Methods. - We retrospectively analyzed the types of bladder drainage in SCI patients with bladder/sphincter disorders in the acute phase of trauma at our institution from 2013 to 2018. Data collected were the length of hospitalization, the drainage method used, early complications (urinary tract infection (UTI), blocked indwelling catheter (IUD), urine leakage, pain, trauma or macroscopic hematuria), type of discharge from the hospital, urine culture result, and the use of antibiotic therapy. Our study was descriptive and observational, supplemented by a univariate study in order to know the impact of professional practices on morbidity, specifically on infectious morbidity.
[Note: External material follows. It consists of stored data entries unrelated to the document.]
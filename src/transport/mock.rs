//! In-memory link backend for testing and simulation

use crate::core::PeerDescriptor;
use crate::transport::{LinkBackend, LinkHandle, Reliability, TransportError, TransportResult};
use std::sync::{Arc, Mutex, MutexGuard};

/// Request recorded by [`MockLinkBackend`]
#[derive(Debug, Clone, PartialEq)]
pub enum LinkCall {
    StartAdvertising { advertised_name: String },
    StopAdvertising,
    StartBrowsing,
    StopBrowsing,
    Invite(LinkHandle),
    Send {
        handles: Vec<LinkHandle>,
        data: Vec<u8>,
        reliability: Reliability,
    },
    Close(LinkHandle),
    Shutdown,
}

#[derive(Debug, Default)]
struct MockLinkState {
    calls: Vec<LinkCall>,
    advertising: bool,
    browsing: bool,
    fail_discovery: bool,
    fail_sends: bool,
}

/// Link backend that records every request instead of touching a radio
#[derive(Debug)]
pub struct MockLinkBackend {
    state: Arc<Mutex<MockLinkState>>,
}

/// Inspection handle sharing state with a [`MockLinkBackend`]
#[derive(Debug, Clone)]
pub struct MockLinkProbe {
    state: Arc<Mutex<MockLinkState>>,
}

fn lock(state: &Arc<Mutex<MockLinkState>>) -> MutexGuard<'_, MockLinkState> {
    state.lock().unwrap_or_else(|poisoned| poisoned.into_inner())
}

impl MockLinkBackend {
    /// Create a backend plus a probe that stays usable after the backend is
    /// moved into a transport
    pub fn new() -> (Self, MockLinkProbe) {
        let state = Arc::new(Mutex::new(MockLinkState::default()));
        (
            Self {
                state: Arc::clone(&state),
            },
            MockLinkProbe { state },
        )
    }
}

impl MockLinkProbe {
    pub fn calls(&self) -> Vec<LinkCall> {
        lock(&self.state).calls.clone()
    }

    pub fn clear_calls(&self) {
        lock(&self.state).calls.clear();
    }

    pub fn is_advertising(&self) -> bool {
        lock(&self.state).advertising
    }

    pub fn is_browsing(&self) -> bool {
        lock(&self.state).browsing
    }

    /// Handles that received an invitation, in order
    pub fn invited(&self) -> Vec<LinkHandle> {
        lock(&self.state)
            .calls
            .iter()
            .filter_map(|call| match call {
                LinkCall::Invite(handle) => Some(*handle),
                _ => None,
            })
            .collect()
    }

    /// Payloads sent, with their destination handles
    pub fn sent(&self) -> Vec<(Vec<LinkHandle>, Vec<u8>)> {
        lock(&self.state)
            .calls
            .iter()
            .filter_map(|call| match call {
                LinkCall::Send { handles, data, .. } => Some((handles.clone(), data.clone())),
                _ => None,
            })
            .collect()
    }

    /// Make advertising and browsing fail until cleared
    pub fn fail_discovery(&self, fail: bool) {
        lock(&self.state).fail_discovery = fail;
    }

    /// Make every send fail until cleared
    pub fn fail_sends(&self, fail: bool) {
        lock(&self.state).fail_sends = fail;
    }
}

impl LinkBackend for MockLinkBackend {
    fn start_advertising(
        &mut self,
        _service_name: &str,
        advertised_name: &str,
        _descriptor: &PeerDescriptor,
    ) -> TransportResult<()> {
        let mut state = lock(&self.state);
        state.calls.push(LinkCall::StartAdvertising {
            advertised_name: advertised_name.to_string(),
        });
        if state.fail_discovery {
            return Err(TransportError::DiscoveryFailed {
                details: "simulated advertiser failure".to_string(),
            });
        }
        state.advertising = true;
        Ok(())
    }

    fn stop_advertising(&mut self) {
        let mut state = lock(&self.state);
        state.calls.push(LinkCall::StopAdvertising);
        state.advertising = false;
    }

    fn start_browsing(&mut self, _service_name: &str) -> TransportResult<()> {
        let mut state = lock(&self.state);
        state.calls.push(LinkCall::StartBrowsing);
        if state.fail_discovery {
            return Err(TransportError::DiscoveryFailed {
                details: "simulated browser failure".to_string(),
            });
        }
        state.browsing = true;
        Ok(())
    }

    fn stop_browsing(&mut self) {
        let mut state = lock(&self.state);
        state.calls.push(LinkCall::StopBrowsing);
        state.browsing = false;
    }

    fn invite(&mut self, handle: LinkHandle, _descriptor: &PeerDescriptor) -> TransportResult<()> {
        lock(&self.state).calls.push(LinkCall::Invite(handle));
        Ok(())
    }

    fn send(&mut self, handles: &[LinkHandle], data: &[u8], reliability: Reliability) -> TransportResult<()> {
        let mut state = lock(&self.state);
        if state.fail_sends {
            return Err(TransportError::SendFailed {
                details: "simulated send failure".to_string(),
            });
        }
        state.calls.push(LinkCall::Send {
            handles: handles.to_vec(),
            data: data.to_vec(),
            reliability,
        });
        Ok(())
    }

    fn close(&mut self, handle: LinkHandle) {
        lock(&self.state).calls.push(LinkCall::Close(handle));
    }

    fn shutdown(&mut self) {
        let mut state = lock(&self.state);
        state.calls.push(LinkCall::Shutdown);
        state.advertising = false;
        state.browsing = false;
    }
}

#[cfg(test)]
mod tests {
    use super::*;
    use crate::core::Role;

    #[test]
    fn test_probe_sees_backend_calls() {
        let (mut backend, probe) = MockLinkBackend::new();
        let descriptor = PeerDescriptor::new(Role::Anchor, "a1", "Anchor");

        backend.start_advertising("uwb-nav", "Anchor (anchor)", &descriptor).unwrap();
        backend.invite(LinkHandle(3), &descriptor).unwrap();
        assert!(probe.is_advertising());
        assert_eq!(probe.invited(), vec![LinkHandle(3)]);

        backend.shutdown();
        assert!(!probe.is_advertising());
        assert_eq!(probe.calls().last(), Some(&LinkCall::Shutdown));
    }

    #[test]
    fn test_simulated_failures() {
        let (mut backend, probe) = MockLinkBackend::new();
        probe.fail_discovery(true);
        assert!(backend.start_browsing("uwb-nav").is_err());
        assert!(!probe.is_browsing());

        probe.fail_sends(true);
        let result = backend.send(&[LinkHandle(1)], b"x", Reliability::Reliable);
        assert!(matches!(result, Err(TransportError::SendFailed { .. })));
        assert!(probe.sent().is_empty());
    }
}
Study design, materials and methods
We retrospectively analyzed the types of bladder drainage in SCI patients with bladder/sphincter disorders in the acute phase of trauma at our institution from 2013 to 2018. Data collected were the length of hospitalization, the drainage method used, early complications (urinary tract infection (UTI), blocked indwelling catheter (IUD), urine leakage, pain, trauma or macroscopic hematuria), type of discharge from the hospital, urine culture result, and the use of antibiotic therapy. Our study was descriptive and observational, supplemented by a univariate study in order to know the impact of professional practices on morbidity, specifically on infectious morbidity.
Interpretation of results
Taking all care pathways together, 63% of patients left the hospital with an IUD. Among the patients who were managed in intensive care unit and then in orthopedics unit, 80% of patients who had IC in intensive care unit had an IUD in orthopedics unit. Patients with at least one event on IUD and CI were respectively 40.7% (of which 45.5% had a febrile UTI) and 24.4% (of which 20% had a febrile UTI). In more than 80% of the cases there was no urological cause for maintaining or restoring IUD. A total of 169 urine culture were performed, 136 in resuscitation and 33 in orthopedics. In our population 27 patients had antibiotic treatment for urinary causes, of which 22 left the hospital with IUD. IUD was significantly associated with a higher risk of febrile UTI (p=0.047), non-febrile UTI (p=0.032) and antibiotic use (p<0.001). A duration of exposure greater than or equal to 30 days of IUD was significantly associated with a risk of febrile UI (p=0.017), non-febrile UI (p=0.01) and antibiotic use (p<0.001).